各部門の審査委員が決定致しました(敬称略)
「コンペティション」部門 国際審査委員
国際審査委員長:
ジェームズ・ガン(監督/アメリカ)
国際審査委員:
イ・ジェハン(監督/韓国)、デビ—・マクウィリアムズ(キャスティング・ディレクター/アメリカ)、ロバート・ルティック(監督/オーストラリア)、エリック・クー(監督/シンガポール)、品川ヒロシ(芸人、映画監督/日本)

「アジアの未来」部門 審査委員
キャメロン・ベイリー(トロント映画祭アーティスティック・ディレクター)、ジェイコブ・ウォン(香港国際映画祭キュレーター)、ヤン・イクチュン(映画監督、俳優)

「国際交流基金アジアセンター」特別賞 審査委員
佐藤忠男(日本映画大学学長、映画評論家) 安藤裕康 (国際交流基金理事長)

「日本映画スプラッシュ」部門 審査委員
トニー・レインズ(映画評論家)、クリスチャン・ジュンヌ(カンヌ国際映画祭オフィシャル・セレクション・ディレクター)、熊切和嘉(監督)

≪質疑応答≫
Q:今年ぜひ注目してほしい国などありますか?
A:(矢田部 PD)昨年はアイスランド、グルジアといった国でしたが、今年はアゼルバイジャンの映画は珍しいと思う。

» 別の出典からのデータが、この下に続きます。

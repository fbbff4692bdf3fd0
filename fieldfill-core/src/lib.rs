//! Backfill engine for derived attributes in a key-value table
//!
//! The engine finds every record lacking a target attribute and copies the
//! value of a source attribute into it, one key-qualified update per record.
//! Records that already carry the target are never returned by the scan and
//! never touched, so a second run is a no-op.
//!
//! - [`Scanner`]: paginated scan with the "target does not exist" predicate
//! - [`BackfillDriver`]: per-record update decision and failure accounting
//! - [`TableStore`]: the storage contract adapters implement
//! - [`MemoryTableStore`]: in-memory store for tests
//!
//! ## Usage
//!
//! ```ignore
//! use fieldfill_core::{BackfillDriver, BackfillOptions, FieldMapping};
//!
//! let result = BackfillDriver::new(store, FieldMapping::default())
//!     .options(BackfillOptions::default())
//!     .on_progress(|p| println!("{p}"))
//!     .run()
//!     .await?;
//! println!("{} updated, {} failed", result.updated, result.failed);
//! ```

pub mod derive;
pub mod driver;
mod error;
pub mod memory;
pub mod record;
pub mod result;
pub mod scan;
pub mod store;

pub use derive::{derive_update, PlannedUpdate};
pub use driver::{BackfillDriver, BackfillOptions, ScanStrategy, DEFAULT_PROGRESS_EVERY};
pub use error::{BackfillError, Result, StoreError};
pub use memory::MemoryTableStore;
pub use record::{AttrValue, FieldMapping, Record, RecordKey};
pub use result::{BackfillResult, Failure, FailureReason, Progress};
pub use scan::Scanner;
pub use store::{check_assignments, Assignment, ContinuationToken, Page, ScanFilter, TableStore};
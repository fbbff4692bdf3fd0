//! Per-record update decision
//!
//! `derive_update` is a pure function of the record and the field mapping:
//! the target value is the source value, copied verbatim. Repeating it, or
//! racing another writer running the same derivation, converges on the same
//! stored value.

use crate::record::{FieldMapping, Record, RecordKey};
use crate::result::FailureReason;
use crate::store::Assignment;

/// A fully-addressed update ready to send to the store
#[derive(Clone, Debug, PartialEq, Eq)]
pub struct PlannedUpdate {
    pub key: RecordKey,
    pub assignments: Vec<Assignment>,
}

/// Decide what to write for `record`, or why it must be skipped.
///
/// The partition key is checked before the sort key, and both before the
/// source field.
pub fn derive_update(
    record: &Record,
    mapping: &FieldMapping,
) -> Result<PlannedUpdate, FailureReason> {
    let partition = record
        .get(&mapping.partition_key)
        .filter(|v| v.is_usable_key())
        .ok_or(FailureReason::MissingPartitionKey)?;
    let sort = record
        .get(&mapping.sort_key)
        .filter(|v| v.is_usable_key())
        .ok_or(FailureReason::MissingSortKey)?;
    let source = record
        .get(&mapping.source_field)
        .ok_or(FailureReason::MissingSourceField)?;

    Ok(PlannedUpdate {
        key: RecordKey::new(
            mapping.partition_key.clone(),
            partition.clone(),
            mapping.sort_key.clone(),
            sort.clone(),
        ),
        assignments: vec![Assignment::new(
            mapping.target_field.clone(),
            source.clone(),
        )],
    })
}
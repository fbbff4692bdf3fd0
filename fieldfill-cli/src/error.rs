use colored::Colorize;
use fieldfill_core::BackfillError;
use std::fmt;
use std::process;

/// Exit codes for the CLI.
pub const EXIT_ERROR: i32 = 1;
pub const EXIT_USAGE: i32 = 2;

/// Unified error type for CLI operations.
pub enum CliError {
    /// Configuration file or resolved settings are unusable.
    Config(String),
    /// Argument / usage errors.
    Usage(String),
    /// AWS client construction or table inspection failed.
    Storage(fieldfill_storage_aws::AwsStorageError),
    /// Store error outside a backfill run (e.g. `scan`).
    Store(fieldfill_core::StoreError),
    /// Fatal backfill error.
    Backfill(BackfillError),
    /// Bad file path, unreadable input.
    Input(String),
}

impl fmt::Display for CliError {
    fn fmt(&self, f: &mut fmt::Formatter<'_>) -> fmt::Result {
        match self {
            CliError::Config(msg) => write!(f, "{} {msg}", "error:".red().bold()),
            CliError::Usage(msg) => write!(f, "{} {msg}", "error:".red().bold()),
            CliError::Storage(e) => write!(f, "{} {e}", "error:".red().bold()),
            CliError::Store(e) => write!(f, "{} {e}", "error:".red().bold()),
            CliError::Backfill(e) => {
                write!(f, "{} {e}", "error:".red().bold())?;
                if let Some(progress) = e.progress().filter(|p| p.updated > 0) {
                    write!(
                        f,
                        "\n  {} {} record(s) were updated before the failure; re-run to finish",
                        "help:".cyan().bold(),
                        progress.updated
                    )?;
                }
                Ok(())
            }
            CliError::Input(msg) => write!(f, "{} {msg}", "error:".red().bold()),
        }
    }
}

impl fmt::Debug for CliError {
    fn fmt(&self, f: &mut fmt::Formatter<'_>) -> fmt::Result {
        fmt::Display::fmt(self, f)
    }
}

impl From<fieldfill_storage_aws::AwsStorageError> for CliError {
    fn from(e: fieldfill_storage_aws::AwsStorageError) -> Self {
        CliError::Storage(e)
    }
}

impl From<fieldfill_core::StoreError> for CliError {
    fn from(e: fieldfill_core::StoreError) -> Self {
        CliError::Store(e)
    }
}

impl From<BackfillError> for CliError {
    fn from(e: BackfillError) -> Self {
        match e {
            BackfillError::InvalidOptions(msg) => CliError::Usage(msg),
            other => CliError::Backfill(other),
        }
    }
}

impl From<std::io::Error> for CliError {
    fn from(e: std::io::Error) -> Self {
        CliError::Input(e.to_string())
    }
}

impl From<serde_json::Error> for CliError {
    fn from(e: serde_json::Error) -> Self {
        CliError::Input(format!("JSON encode error: {e}"))
    }
}

/// Print error and exit with the appropriate code.
pub fn exit_with_error(err: CliError) -> ! {
    eprintln!("{err}");
    let code = match &err {
        CliError::Usage(_) => EXIT_USAGE,
        _ => EXIT_ERROR,
    };
    process::exit(code)
}

pub type CliResult<T> = std::result::Result<T, CliError>;
//! Storage-neutral record model
//!
//! Records are plain attribute maps. The value type mirrors the DynamoDB type
//! system so adapters can convert losslessly, but nothing in the engine depends
//! on a particular SDK.

use serde::Serialize;
use std::collections::BTreeMap;
use std::fmt;

/// Default partition key attribute
pub const DEFAULT_PARTITION_KEY: &str = "session_id";

/// Default sort key attribute
pub const DEFAULT_SORT_KEY: &str = "timestamp";

/// Default attribute the backfilled value is copied from
pub const DEFAULT_SOURCE_FIELD: &str = "timestamp";

/// Default attribute being backfilled
pub const DEFAULT_TARGET_FIELD: &str = "original_ts";

/// A single attribute value
#[derive(Clone, Debug, PartialEq, Eq, Serialize)]
#[serde(rename_all = "lowercase")]
pub enum AttrValue {
    /// String
    S(String),
    /// Number, kept in its wire (decimal string) form
    N(String),
    /// Binary
    B(Vec<u8>),
    Bool(bool),
    Null,
    L(Vec<AttrValue>),
    M(BTreeMap<String, AttrValue>),
    /// String set
    Ss(Vec<String>),
    /// Number set
    Ns(Vec<String>),
    /// Binary set
    Bs(Vec<Vec<u8>>),
}

impl AttrValue {
    pub fn s(value: impl Into<String>) -> Self {
        AttrValue::S(value.into())
    }

    pub fn n(value: impl ToString) -> Self {
        AttrValue::N(value.to_string())
    }

    /// Whether this value can address a record.
    ///
    /// Nulls and empty scalars cannot; collections are never valid key types.
    pub fn is_usable_key(&self) -> bool {
        match self {
            AttrValue::S(s) | AttrValue::N(s) => !s.is_empty(),
            AttrValue::B(b) => !b.is_empty(),
            _ => false,
        }
    }
}

impl fmt::Display for AttrValue {
    fn fmt(&self, f: &mut fmt::Formatter<'_>) -> fmt::Result {
        match self {
            AttrValue::S(s) | AttrValue::N(s) => f.write_str(s),
            AttrValue::B(b) => write!(f, "<{} bytes>", b.len()),
            AttrValue::Bool(b) => write!(f, "{b}"),
            AttrValue::Null => f.write_str("null"),
            AttrValue::L(items) => write!(f, "<list of {}>", items.len()),
            AttrValue::M(map) => write!(f, "<map of {}>", map.len()),
            AttrValue::Ss(items) | AttrValue::Ns(items) => write!(f, "<set of {}>", items.len()),
            AttrValue::Bs(items) => write!(f, "<set of {}>", items.len()),
        }
    }
}

/// A row in the target table
#[derive(Clone, Debug, Default, PartialEq, Eq, Serialize)]
#[serde(transparent)]
pub struct Record {
    attributes: BTreeMap<String, AttrValue>,
}

impl Record {
    pub fn new() -> Self {
        Self::default()
    }

    /// Builder-style attribute setter (mostly for tests and fixtures)
    pub fn with(mut self, name: impl Into<String>, value: AttrValue) -> Self {
        self.attributes.insert(name.into(), value);
        self
    }

    pub fn get(&self, name: &str) -> Option<&AttrValue> {
        self.attributes.get(name)
    }

    pub fn contains(&self, name: &str) -> bool {
        self.attributes.contains_key(name)
    }

    pub fn set(&mut self, name: impl Into<String>, value: AttrValue) {
        self.attributes.insert(name.into(), value);
    }

    /// Best-effort label for logs and failure reports, tolerant of missing keys.
    pub fn describe_key(&self, mapping: &FieldMapping) -> String {
        let part = |name: &str| {
            self.get(name)
                .map(|v| v.to_string())
                .unwrap_or_else(|| "<missing>".to_string())
        };
        format!(
            "{}={}, {}={}",
            mapping.partition_key,
            part(&mapping.partition_key),
            mapping.sort_key,
            part(&mapping.sort_key)
        )
    }
}

impl FromIterator<(String, AttrValue)> for Record {
    fn from_iter<I: IntoIterator<Item = (String, AttrValue)>>(iter: I) -> Self {
        Self {
            attributes: iter.into_iter().collect(),
        }
    }
}

impl From<BTreeMap<String, AttrValue>> for Record {
    fn from(attributes: BTreeMap<String, AttrValue>) -> Self {
        Self { attributes }
    }
}

/// Fully-qualified primary key of a record.
///
/// This is the only way to address a record for mutation; there is no
/// table-wide write.
#[derive(Clone, Debug, PartialEq, Eq, Serialize)]
pub struct RecordKey {
    pub partition: (String, AttrValue),
    pub sort: (String, AttrValue),
}

impl RecordKey {
    pub fn new(
        partition_name: impl Into<String>,
        partition_value: AttrValue,
        sort_name: impl Into<String>,
        sort_value: AttrValue,
    ) -> Self {
        Self {
            partition: (partition_name.into(), partition_value),
            sort: (sort_name.into(), sort_value),
        }
    }

    /// Whether `record` is the row this key addresses
    pub fn matches(&self, record: &Record) -> bool {
        record.get(&self.partition.0) == Some(&self.partition.1)
            && record.get(&self.sort.0) == Some(&self.sort.1)
    }
}

impl fmt::Display for RecordKey {
    fn fmt(&self, f: &mut fmt::Formatter<'_>) -> fmt::Result {
        write!(
            f,
            "{}={}, {}={}",
            self.partition.0, self.partition.1, self.sort.0, self.sort.1
        )
    }
}

/// Attribute names used by a backfill run
#[derive(Clone, Debug, PartialEq, Eq, Serialize)]
pub struct FieldMapping {
    pub partition_key: String,
    pub sort_key: String,
    /// Attribute whose value is copied
    pub source_field: String,
    /// Attribute being backfilled
    pub target_field: String,
}

impl Default for FieldMapping {
    fn default() -> Self {
        Self {
            partition_key: DEFAULT_PARTITION_KEY.to_string(),
            sort_key: DEFAULT_SORT_KEY.to_string(),
            source_field: DEFAULT_SOURCE_FIELD.to_string(),
            target_field: DEFAULT_TARGET_FIELD.to_string(),
        }
    }
}

impl FieldMapping {
    /// Reject mappings that could never produce a sensible update.
    pub fn validate(&self) -> std::result::Result<(), String> {
        let names = [
            ("partition_key", &self.partition_key),
            ("sort_key", &self.sort_key),
            ("source_field", &self.source_field),
            ("target_field", &self.target_field),
        ];
        for (label, value) in names {
            if value.trim().is_empty() {
                return Err(format!("{label} must not be empty"));
            }
        }
        if self.target_field == self.partition_key || self.target_field == self.sort_key {
            return Err(format!(
                "target_field '{}' cannot be a key attribute",
                self.target_field
            ));
        }
        if self.target_field == self.source_field {
            return Err(format!(
                "target_field and source_field are both '{}'",
                self.target_field
            ));
        }
        Ok(())
    }
}

#[cfg(test)]
mod tests {
    use super::*;

    #[test]
    fn usable_key_rejects_empty_and_null() {
        assert!(AttrValue::s("abc").is_usable_key());
        assert!(AttrValue::n(1700000000).is_usable_key());
        assert!(!AttrValue::s("").is_usable_key());
        assert!(!AttrValue::Null.is_usable_key());
        assert!(!AttrValue::Bool(true).is_usable_key());
        assert!(!AttrValue::L(vec![]).is_usable_key());
    }

    #[test]
    fn describe_key_marks_missing_parts() {
        let mapping = FieldMapping::default();
        let record = Record::new().with("session_id", AttrValue::s("abc"));
        assert_eq!(
            record.describe_key(&mapping),
            "session_id=abc, timestamp=<missing>"
        );
    }

    #[test]
    fn key_matches_only_exact_row() {
        let key = RecordKey::new("pk", AttrValue::s("a"), "sk", AttrValue::n(1));
        let hit = Record::new()
            .with("pk", AttrValue::s("a"))
            .with("sk", AttrValue::n(1));
        let miss = Record::new()
            .with("pk", AttrValue::s("a"))
            .with("sk", AttrValue::n(2));
        assert!(key.matches(&hit));
        assert!(!key.matches(&miss));
    }

    #[test]
    fn mapping_validation() {
        assert!(FieldMapping::default().validate().is_ok());

        let mut bad = FieldMapping::default();
        bad.target_field = "session_id".into();
        assert!(bad.validate().unwrap_err().contains("key attribute"));

        let mut bad = FieldMapping::default();
        bad.source_field = "original_ts".into();
        assert!(bad.validate().is_err());

        let mut bad = FieldMapping::default();
        bad.sort_key = " ".into();
        assert!(bad.validate().unwrap_err().contains("sort_key"));
    }
}
use clap::{Args, Parser, Subcommand, ValueEnum};
use std::path::PathBuf;

#[derive(Parser)]
#[command(
    name = "fieldfill",
    about = "Backfill a derived attribute across a DynamoDB table",
    version
)]
pub struct Cli {
    #[command(subcommand)]
    pub command: Commands,

    /// Enable verbose output
    #[arg(long, short = 'v', global = true, conflicts_with = "quiet")]
    pub verbose: bool,

    /// Suppress non-essential output
    #[arg(long, short = 'q', global = true, conflicts_with = "verbose")]
    pub quiet: bool,

    /// Disable colored output (also respects NO_COLOR env var)
    #[arg(long, global = true)]
    pub no_color: bool,

    /// Path to config file (defaults to ./fieldfill.toml when present)
    #[arg(long, global = true)]
    pub config: Option<PathBuf>,
}

#[derive(Subcommand)]
pub enum Commands {
    /// Write a fieldfill.toml template in the current directory
    Init {
        /// Overwrite an existing fieldfill.toml
        #[arg(long)]
        force: bool,
    },

    /// Count records missing the target field without modifying anything
    Scan {
        #[command(flatten)]
        table: TableArgs,

        /// Number of candidate keys to list
        #[arg(long, default_value_t = 20)]
        show: usize,

        /// Output format
        #[arg(long, value_enum, default_value_t = OutputFormat::Table)]
        format: OutputFormat,
    },

    /// Copy the source field into the target field on every record missing it
    Run {
        #[command(flatten)]
        table: TableArgs,

        #[command(flatten)]
        run: RunArgs,

        /// Output format for the final summary
        #[arg(long, value_enum, default_value_t = OutputFormat::Table)]
        format: OutputFormat,
    },
}

/// Table location and attribute names, shared by `scan` and `run`
#[derive(Args, Debug, Clone, Default)]
pub struct TableArgs {
    /// DynamoDB table name
    #[arg(long, env = "FIELDFILL_TABLE")]
    pub table: Option<String>,

    /// AWS region (falls back to the SDK's region chain)
    #[arg(long, env = "FIELDFILL_REGION")]
    pub region: Option<String>,

    /// Endpoint override, e.g. http://localhost:4566 for LocalStack
    #[arg(long, env = "FIELDFILL_ENDPOINT")]
    pub endpoint: Option<String>,

    /// Per-operation timeout in milliseconds
    #[arg(long)]
    pub timeout_ms: Option<u64>,

    /// Partition key attribute
    #[arg(long)]
    pub partition_key: Option<String>,

    /// Sort key attribute
    #[arg(long)]
    pub sort_key: Option<String>,

    /// Attribute whose value is copied
    #[arg(long)]
    pub source_field: Option<String>,

    /// Attribute to backfill
    #[arg(long)]
    pub target_field: Option<String>,
}

/// Update-phase tuning for `run`
#[derive(Args, Debug, Clone, Default)]
pub struct RunArgs {
    /// Scan and validate candidates but write nothing
    #[arg(long)]
    pub dry_run: bool,

    /// Scan the whole table before the first update (exact progress total)
    #[arg(long)]
    pub collect: bool,

    /// Maximum in-flight updates (1 = strictly sequential)
    #[arg(long)]
    pub concurrency: Option<usize>,

    /// Items evaluated per Scan request
    #[arg(long)]
    pub page_size: Option<u32>,

    /// Report progress every N successful updates
    #[arg(long)]
    pub progress_every: Option<usize>,
}

#[derive(ValueEnum, Clone, Copy, Debug, PartialEq, Eq)]
pub enum OutputFormat {
    Table,
    Json,
}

また今年はタイ特集もあり、改めてアジアに注目してほしい。

Q:今年の東京国際映画祭のキーワードを一言でいうと?
A:(矢田部 PD)“明日をいかに生きるか”というのが、上映作品に共通する一つのテーマだと思う。

Q:TIFF における東京らしさとはどんな点か?
A:(都島事務局長)東京という言葉に今以上にこだわっていきたい。東京は多面的な街であり、東京、そして日本の魅力を改めて皆さんに味わってもらいたいと思うし、おもてなしの精神で、映画を観るだけでなく、映画周辺でも楽しんでもらえるようなイベントを実施したい。

Q:アニメやマンガ原作の作品が多い傾向にあると思うが?
A:(都島事務局長)
日本が誇るアニメ作品を映画祭で出していくことによって、映画祭自体の知名度を上げることにもつながると思っている。実写作品ももちろん素晴らしいが、優れたアニメやマンガ原作の作品に注目してもらうことが、日本文化の発信につながり、意義があると思っている。

Q コンペティション部門の審査委員長にジェームズ・ガン監督を起用した理由は?
A:(椎名 DG)映画祭の審査委員長というのは、長い期間かかわってもらうことになるため、毎回人選に苦労するが、ジェームズ・ガン監督はちょうど 2 年間立て続けに作品を撮り続けたあとの良いタイミングでオファーし、参加していただくことができた。若いメジャーな監督が映画祭に来ることで、映画に触れていただき、日本文化に触れていただくこともできればと思っている。